Youth with type 2 diabetes struggle to maintain glycemic control
Less than half of youth with newly diagnosed type 2 diabetes can control their blood sugar levels successfully with metformin therapy alone, according to a study published in the New England Journal of Medicine.
Metformin is a first-line oral medication to treat type 2 diabetes. It decreases the amount of glucose absorbed from food and the amount of glucose produced by the liver. Metformin is widely used, inexpensive and has a relatively few side effects.
At the beginning of the study, almost 700 youth age 10 to 17 years were treated with metformin to achieve a glycated hemoglobin level of less than 8 percent. Then, they were randomly assigned to continue treatment with metformin alone, metformin with rosiglitazone, or metformin with a lifestyle intervention program focusing on weight loss.

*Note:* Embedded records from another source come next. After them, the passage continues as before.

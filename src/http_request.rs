//! Abstract HTTP request.
//!
//! The [`HttpRequest`] type represents an HTTP request that should be sent to the completion
//! API, without committing to a specific HTTP client.
//!
//! ## Features
//!
//! If the `reqwest`/`reqwest-blocking` feature is enabled, the [`HttpRequest`] type can be
//! converted to a `reqwest::Request` or `reqwest::blocking::Request` using the
//! `try_into_reqwest` or `try_into_reqwest_blocking` methods.

use std::{fmt, sync::Arc};

/// Header names whose values are masked when a request is displayed.
const SECRET_HEADERS: &[&str] = &["authorization"];

/// HTTP request encapsulation.
///
/// Supports pretty-printing the request as a string (through the [`std::fmt::Display`] trait),
/// with credentials masked.
///
/// The `From<HttpRequest>` trait is implemented for `reqwest::Request` and
/// `reqwest::blocking::Request` when the matching feature is enabled; beware that it will panic
/// if the conversion fails.
#[derive(Debug)]
pub struct HttpRequest {
    /// Request host.
    pub host: String,
    /// Request path.
    pub path: String,
    /// HTTP method.
    pub method: &'static str,
    /// Request headers.
    pub headers: Vec<(&'static str, Arc<str>)>,
    /// Request body.
    pub body: String,
}

impl HttpRequest {
    /// Returns the full URL of the request.
    pub fn url(&self) -> String {
        format!("https://{}{}", self.host, self.path)
    }

    /// Returns the value of the first header with the given name.
    pub fn header(&self, name: &str) -> Option<&str> {
        self.headers
            .iter()
            .find(|(key, _)| key.eq_ignore_ascii_case(name))
            .map(|(_, value)| value.as_ref())
    }
}

impl fmt::Display for HttpRequest {
    fn fmt(&self, f: &mut fmt::Formatter<'_>) -> fmt::Result {
        writeln!(f, "{} {} HTTP/1.1", self.method, self.path)?;

        writeln!(f, "Host: {}", self.host)?;
        for (key, value) in &self.headers {
            if SECRET_HEADERS.contains(key) {
                writeln!(f, "{}: <redacted>", key)?;
            } else {
                writeln!(f, "{}: {}", key, value.as_ref())?;
            }
        }

        // Empty line between headers and body
        writeln!(f)?;

        write!(f, "{}", self.body)
    }
}

#[cfg(feature = "reqwest")]
impl HttpRequest {
    /// Converts this [`HttpRequest`] into a [`reqwest::Request`].
    pub fn try_into_reqwest(self) -> Result<reqwest::Request, Box<dyn std::error::Error>> {
        let method = reqwest::Method::from_bytes(self.method.as_bytes())?;
        let url = reqwest::Url::parse(&self.url())?;
        let mut request = reqwest::Request::new(method, url);

        *request.body_mut() = Some(self.body.into());

        let headers = request.headers_mut();
        for (key, value) in self.headers {
            let header_name = reqwest::header::HeaderName::from_bytes(key.as_bytes())?;
            let header_value = reqwest::header::HeaderValue::from_str(&value)?;
            headers.insert(header_name, header_value);
        }

        Ok(request)
    }
}

#[cfg(feature = "reqwest-blocking")]
impl HttpRequest {
    /// Converts this [`HttpRequest`] into a [`reqwest::blocking::Request`].
    pub fn try_into_reqwest_blocking(
        self,
    ) -> Result<reqwest::blocking::Request, Box<dyn std::error::Error>> {
        let method = reqwest::Method::from_bytes(self.method.as_bytes())?;
        let url = reqwest::Url::parse(&self.url())?;
        let mut request = reqwest::blocking::Request::new(method, url);

        *request.body_mut() = Some(self.body.into());

        let headers = request.headers_mut();
        for (key, value) in self.headers {
            let header_name = reqwest::header::HeaderName::from_bytes(key.as_bytes())?;
            let header_value = reqwest::header::HeaderValue::from_str(&value)?;
            headers.insert(header_name, header_value);
        }

        Ok(request)
    }
}

#[cfg(feature = "reqwest")]
impl From<HttpRequest> for reqwest::Request {
    fn from(http_request: HttpRequest) -> Self {
        http_request
            .try_into_reqwest()
            .expect("failed to convert to reqwest::Request")
    }
}

#[cfg(feature = "reqwest-blocking")]
impl From<HttpRequest> for reqwest::blocking::Request {
    fn from(http_request: HttpRequest) -> Self {
        http_request
            .try_into_reqwest_blocking()
            .expect("failed to convert to reqwest::blocking::Request")
    }
}
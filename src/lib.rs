//! Deterministic fingerprint-to-string generator.
//!
//! The same input, length and flags always produce the same output. The
//! output is not a secret and must not be used as a key.

pub mod cmd;
pub mod error;
pub mod generate;
pub mod utils;

pub use error::{Error, Result};
pub use generate::{generate, Generation};
pub use utils::charset::{Charset, Flags};
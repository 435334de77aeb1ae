pub mod charset;
pub mod id;
pub mod seed;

Within an average of less than 12 months, about 46 percent of all participants lost glycemic control. Only about 48 percent of teens on metformin alone could maintain their target blood sugar levels.
Metformin plus rosiglitazone produced the best results, with the combination successful in about 61 percent of patients. This occurred despite a small increase in body mass index (BMI) and fat mass in this treatment group.
Rosiglitazone, sold under the brand name Avandia, is a type 2 diabetes drug in the thiazolidinediones class of medications. The medication has a risk of serious side effects and is currently under restricted status in the United States and Europe.
Meanwhile, researchers found that metformin therapy plus lifestyle intervention was only slightly more successful than metformin therapy alone at a success rate of 53 percent.
Although metformin plus lifestyle intervention significantly decreased percent of overweight participants, researchers found that this did not translate into sustained glycemic control. Neither BMI at baseline nor BMI over time determined failure to maintain blood sugar levels.
“These results suggest that a majority of youth with type 2 diabetes may require combination treatment or insulin therapy within a few years after diagnosis,” wrote the study's authors.
Type 2 diabetes in youth has increased with the epidemic of childhood obesity. Since the duration of diabetes and the lack of glycemic control can increase the risk of complication in adults, metabolic control in youth is crucial.
“Addressing the physiological and psychological changes that normally occur during adolescence requires a high level of family involvement and makes the achievement of stringent treatment goals especially difficult in the case of adolescents with diabetes,” wrote the authors of the study.
The also note that those challenges are especially difficult for disadvantaged populations, which represent a higher proportion of youth with type 2 diabetes.